Millions of Americans, and many more throughout the world, just lost their favorite civics teacher.

Bob Dorough died Monday at age 94. Although nobody who watched “Schoolhouse Rock” animated shorts on Saturday mornings beginning in 1973 knew his name, they knew their times tables, their American history and their grammar because of the songs he wrote.

At a time when education has been under siege as never before, especially from Washington, don’t you think there’s a desperate need for teachers on the airwaves – and the internet – to make memorization fun? The hipper, the better.

“Conjunction Junction (What’s Your Function?),” “My Hero Zero,” “I’m Just a Bill,” “Three is a Magic Number,” Electricity, Electricity” and more.

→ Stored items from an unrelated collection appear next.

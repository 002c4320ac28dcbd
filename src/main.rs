use std::path::{Path, PathBuf};
use std::time::Instant;

use ibl_filters::dispatch::{DispatchGrid, WorkgroupSize, dispatch_sequential};
use ibl_filters::gpu::{GaussianBlurPipeline, GpuContext, IrradiancePipeline};
use ibl_filters::interactive::{InteractiveViewer, ViewerConfig};
use ibl_filters::{
    BlurAxis, HemisphereSampler, Image, IrradianceConvolution, KernelRadius, SeparableBlur, SkyConfig,
    ToneMap, blur_texel, irradiance_texel, save_ppm,
};

fn main() {
    env_logger::init();

    let args: Vec<String> = std::env::args().collect();

    match args.get(1).map(String::as_str) {
        Some("--interactive") => run_interactive(),
        Some("--benchmark") => run_benchmark(),
        Some("--gpu") => run_gpu_check(),
        Some("--ppm") => {
            let dir = args.get(2).map(PathBuf::from).unwrap_or_else(|| PathBuf::from("."));
            if let Err(e) = run_ppm(&dir) {
                eprintln!("Error: {}", e);
            }
        }
        _ => {
            println!("IBL Filters");
            println!("Run with --interactive for minifb viewer");
            println!("Run with --benchmark to test performance");
            println!("Run with --gpu to compare GPU and CPU output");
            println!("Run with --ppm <dir> to write preview images");
        }
    }
}

fn run_benchmark() {
    println!("=== Separable Blur Benchmark ===\n");

    let iterations = 10;
    let sizes = [(256u32, 256u32), (512, 512), (1024, 1024)];

    for (width, height) in sizes {
        println!("Image size: {}x{} (RG32F)", width, height);
        println!("-----------------------");

        let input = Image::<[f32; 2]>::from_fn(width, height, |x, y| [(x ^ y) as f32 / 255.0, 1.0]);
        let size = input.size();

        for radius in [KernelRadius::R3, KernelRadius::R6] {
            let blur = SeparableBlur::new(radius);
            let mut output = input.clone();

            let start = Instant::now();
            for _ in 0..iterations {
                blur.dispatch(&input, &mut output, BlurAxis::Horizontal, size);
            }
            let parallel_ms = start.elapsed().as_secs_f64() * 1000.0 / iterations as f64;

            let grid = DispatchGrid::covering(size, WorkgroupSize::BLUR);
            let start = Instant::now();
            for _ in 0..iterations {
                dispatch_sequential(grid, &mut output, |c| {
                    blur_texel(c, size, BlurAxis::Horizontal, radius, &input)
                });
            }
            let sequential_ms = start.elapsed().as_secs_f64() * 1000.0 / iterations as f64;

            println!("  {}", radius);
            println!("    Sequential:      {:.3} ms/pass", sequential_ms);
            println!("    Parallel (rayon): {:.3} ms/pass", parallel_ms);
            println!("    Speedup: {:.2}x", sequential_ms / parallel_ms);
        }
        println!();
    }

    println!("=== Irradiance Convolution Benchmark ===\n");

    let env = SkyConfig::default().render(256);
    let convolution = IrradianceConvolution::new();
    println!(
        "Environment 256x128, {} samples per texel\n",
        convolution.sampler().sample_count()
    );

    for (width, height) in [(16u32, 8u32), (32, 16), (64, 32)] {
        let start = Instant::now();
        let _ = convolution.convolve(&env, width, height);
        let parallel_ms = start.elapsed().as_secs_f64() * 1000.0;

        let sampler = HemisphereSampler::default();
        let mut output = Image::<[f32; 4]>::new(width, height);
        let size = output.size();
        let grid = DispatchGrid::covering(size, WorkgroupSize::CONVOLUTION);
        let start = Instant::now();
        dispatch_sequential(grid, &mut output, |c| irradiance_texel(c, size, &env, &sampler));
        let sequential_ms = start.elapsed().as_secs_f64() * 1000.0;

        println!("Output {}x{}", width, height);
        println!("  Sequential:       {:.1} ms", sequential_ms);
        println!("  Parallel (rayon): {:.1} ms", parallel_ms);
        println!("  Speedup: {:.2}x", sequential_ms / parallel_ms);
    }
    println!();

    match GpuContext::new() {
        Ok(ctx) => benchmark_gpu(&ctx, &env),
        Err(e) => log::warn!("GPU benchmark skipped: {}", e),
    }
}

fn benchmark_gpu(ctx: &GpuContext, env: &Image<[f32; 4]>) {
    println!("=== GPU ({}) ===\n", ctx.adapter_info.name);

    match IrradiancePipeline::new(ctx) {
        Ok(pipeline) => {
            for (width, height) in [(32u32, 16u32), (64, 32), (128, 64)] {
                let start = Instant::now();
                match pipeline.convolve(ctx, env, width, height) {
                    Ok(_) => println!(
                        "  Irradiance {}x{}: {:.1} ms (incl. upload/readback)",
                        width,
                        height,
                        start.elapsed().as_secs_f64() * 1000.0
                    ),
                    Err(e) => eprintln!("  Irradiance {}x{} failed: {}", width, height, e),
                }
            }
        }
        Err(e) => eprintln!("  Irradiance pipeline unavailable: {}", e),
    }

    match GaussianBlurPipeline::new(ctx, KernelRadius::R6) {
        Ok(pipeline) => {
            let input = Image::<[f32; 2]>::from_fn(1024, 1024, |x, y| [(x ^ y) as f32 / 255.0, 1.0]);
            let start = Instant::now();
            match pipeline.blur_2d(ctx, &input, 2) {
                Ok(_) => println!(
                    "  Blur 1024x1024, {} x2: {:.1} ms (incl. upload/readback)",
                    pipeline.radius(),
                    start.elapsed().as_secs_f64() * 1000.0
                ),
                Err(e) => eprintln!("  Blur failed: {}", e),
            }
        }
        Err(e) => eprintln!("  Blur pipeline unavailable: {}", e),
    }
}

fn run_gpu_check() {
    let ctx = match GpuContext::new() {
        Ok(ctx) => ctx,
        Err(e) => {
            eprintln!("Failed to create GPU context: {}", e);
            return;
        }
    };
    println!("Adapter: {} ({:?})", ctx.adapter_info.name, ctx.adapter_info.backend);

    let env = SkyConfig::default().render(128);

    match IrradiancePipeline::new(&ctx).and_then(|p| p.convolve(&ctx, &env, 16, 8)) {
        Ok(gpu) => {
            let cpu = IrradianceConvolution::new().convolve(&env, 16, 8);
            println!("Irradiance max |GPU - CPU|: {:.6}", max_diff(gpu.as_slice(), cpu.as_slice()));
        }
        Err(e) => eprintln!("Irradiance on GPU failed: {}", e),
    }

    let input: Image<[f32; 2]> = env.convert();
    for radius in KernelRadius::ALL {
        match GaussianBlurPipeline::new(&ctx, radius).and_then(|p| p.blur_2d(&ctx, &input, 1)) {
            Ok(gpu) => {
                let cpu = SeparableBlur::new(radius).blur_2d(&input, 1);
                let diff = gpu
                    .as_slice()
                    .iter()
                    .zip(cpu.as_slice())
                    .map(|(g, c)| (g[0] - c[0]).abs().max((g[1] - c[1]).abs()))
                    .fold(0.0f32, f32::max);
                println!("Blur {} max |GPU - CPU|: {:.6}", radius, diff);
            }
            Err(e) => eprintln!("Blur {} on GPU failed: {}", radius, e),
        }
    }
}

fn max_diff(a: &[[f32; 4]], b: &[[f32; 4]]) -> f32 {
    a.iter()
        .zip(b)
        .flat_map(|(x, y)| x.iter().zip(y).map(|(p, q)| (p - q).abs()))
        .fold(0.0f32, f32::max)
}

fn run_ppm(dir: &Path) -> Result<(), String> {
    std::fs::create_dir_all(dir).map_err(|e| e.to_string())?;

    let env = SkyConfig::default().render(256);
    let irradiance = IrradianceConvolution::new().convolve(&env, 32, 16);
    let blurred = SeparableBlur::new(KernelRadius::R6).blur_2d(&env, 3);

    let tone_map = ToneMap::default();
    for (name, image) in [
        ("environment.ppm", &env),
        ("irradiance.ppm", &irradiance),
        ("blurred.ppm", &blurred),
    ] {
        let path = dir.join(name);
        save_ppm(image, &path, tone_map).map_err(|e| format!("{}: {}", path.display(), e))?;
        println!("Wrote {}", path.display());
    }
    Ok(())
}

fn run_interactive() {
    let config = ViewerConfig::default();

    match InteractiveViewer::new(config) {
        Ok(mut viewer) => {
            if let Err(e) = viewer.run() {
                eprintln!("Error: {}", e);
            }
        }
        Err(e) => {
            eprintln!("Failed to create viewer: {}", e);
        }
    }
}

Admit it. You’re singing along, right? There are some earworms you don’t mind being stuck in your head for a while. Dorough wrote most of them. (The original series lasted until 1985.)

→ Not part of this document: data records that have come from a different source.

//! Health check handler.

use axum::response::{IntoResponse, Json, Response};
use serde::Serialize;

/// Health check response
#[derive(Debug, Serialize)]
pub struct HealthResponse {
    pub status: &'static str,
    pub version: &'static str,
}

/// GET /health: liveness probe for containers and load balancers.
/// Unauthenticated by design; carries no tenant data.
pub async fn health_check() -> Response {
    Json(HealthResponse {
        status: "ok",
        version: env!("CARGO_PKG_VERSION"),
    })
    .into_response()
}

Before “Schoolhouse Rock” lessons popped up throughout ABC’s weekly cartoon lineup, the only way for you to have known about Dorough was if you were a jazz aficionado. By the 1970s, Bob Dorough’s was a name – and a voice – well known through the groovy corridors of the Very Hip.

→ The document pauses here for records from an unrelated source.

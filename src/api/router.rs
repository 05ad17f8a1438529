//! Path-style S3 router.
//!
//! The first path segment is the bucket; everything after it (trailing
//! slashes included) is the key, percent-decoded once by the extractor.
//! Method routers dispatch by method x query x headers inside the
//! handlers; anything that matches no operation is `NotImplemented`.

use std::sync::Arc;

use axum::extract::DefaultBodyLimit;
use axum::http::HeaderValue;
use axum::response::{IntoResponse, Response};
use axum::routing::get;
use axum::{middleware, Extension, Router};
use tower_http::cors::CorsLayer;
use tower_http::trace::TraceLayer;

use super::auth::{auth_middleware, AuthConfig};
use super::handlers::{
    bucket_get_handler, delete_object, get_object, head_bucket, head_object, health_check,
    post_object, put_object_or_copy, AppState,
};
use super::S3Error;
use crate::broadcast::activity_middleware;

/// 501 for any method x path x query combination outside the dispatch table.
async fn not_implemented() -> Response {
    S3Error::NotImplemented.into_response()
}

/// 404 for requests with no bucket segment.
async fn no_such_bucket() -> Response {
    S3Error::NoSuchBucket.into_response()
}

/// Every response carries a fresh request id unless the handler already
/// set one (error envelopes embed their own).
async fn request_id_middleware(
    request: axum::http::Request<axum::body::Body>,
    next: axum::middleware::Next,
) -> Response {
    let mut response = next.run(request).await;
    if !response.headers().contains_key("x-amz-request-id") {
        let id = uuid::Uuid::new_v4().to_string();
        if let Ok(value) = HeaderValue::from_str(&id) {
            response.headers_mut().insert("x-amz-request-id", value);
        }
    }
    response
}

/// Build the S3 router around one tenant's state.
///
/// S3 API paths:
///   HEAD /{bucket} - head bucket (always 200)
///   GET /{bucket}?list-type=2 - list objects
///   GET /{bucket}?uploads - list multipart uploads
///   PUT /{bucket}/{key...} - upload object (copy with x-amz-copy-source,
///                            part upload with ?uploadId&partNumber)
///   POST /{bucket}/{key...}?uploads - create multipart upload
///   POST /{bucket}/{key...}?uploadId - complete multipart upload
///   DELETE /{bucket}/{key...}?uploadId - abort multipart upload
///   GET / HEAD / DELETE /{bucket}/{key...} - object operations
pub fn build_router(state: Arc<AppState>, auth: Arc<AuthConfig>, max_body: usize) -> Router {
    Router::new()
        .route("/health", get(health_check))
        // Object operations (wildcard routes first - more specific)
        .route(
            "/:bucket/*key",
            get(get_object)
                .put(put_object_or_copy)
                .delete(delete_object)
                .head(head_object)
                .post(post_object)
                .fallback(not_implemented),
        )
        // Bucket operations (without trailing slash)
        .route(
            "/:bucket",
            get(bucket_get_handler)
                .head(head_bucket)
                .fallback(not_implemented),
        )
        // Bucket operations (with trailing slash: empty key)
        .route(
            "/:bucket/",
            get(bucket_get_handler)
                .head(head_bucket)
                .fallback(not_implemented),
        )
        .fallback(no_such_bucket)
        .layer(TraceLayer::new_for_http())
        // Bearer-token auth (skips WebSocket upgrades and /health)
        .layer(middleware::from_fn(auth_middleware))
        .layer(Extension(auth))
        .layer(middleware::from_fn(request_id_middleware))
        // Activity feed sits outside auth so rejected requests are
        // broadcast too
        .layer(middleware::from_fn_with_state(
            state.broadcaster.clone(),
            activity_middleware,
        ))
        // Default 2MB body limit is far too small for object uploads
        .layer(DefaultBodyLimit::max(max_body))
        // CORS must be outermost to handle OPTIONS preflight before auth
        .layer(CorsLayer::permissive())
        .with_state(state)
}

Since the 1950s, he’d played the piano and sung with such modern jazz giants as Miles Davis, with whose ensemble he’d recorded his original vocal compositions “Blue Xmas” and “Nothing Like You” in 1962. By that time, the Arkansas-born Dorough had recorded many LPs under his own name. The first one, “Devil May Care,” was released in 1956 on the Bethlehem label.

His voice was thin and soft, almost lighter-than-air in tone. But it was limber enough to bend any syllable or phrase into shapes that could be happy, sad and all the emotions in between. It was the perfect instrument for conveying his dry, witty and deceptively simple lyrics.

There were many other singers who enjoyed letting Dorough’s words roll around in their throats, including Tony Bennett, Blossom Dearie, Al Jarreau and, more recently, the critically acclaimed young vocalist Cecile McLorin Salvant, who, as a card-carrying millennial, more than likely first heard Dorough’s voice through her TV set riffing through the times-two tables.

Most of Dorough’s career was spent as a cult hero, a “songwriter’s songwriter” as much as a “singer’s singer.” He never seemed to have a really dry spell in the professional music vineyards.

But it was sometime in the mid-1990s, when “Schoolhouse Rock” was revived for a new generation, that Dorough’s name was also brought to light as the man behind the “Rock.” Blue Note Records signed him to a contact in 1995 and he subsequently recorded three albums for the legendary jazz label.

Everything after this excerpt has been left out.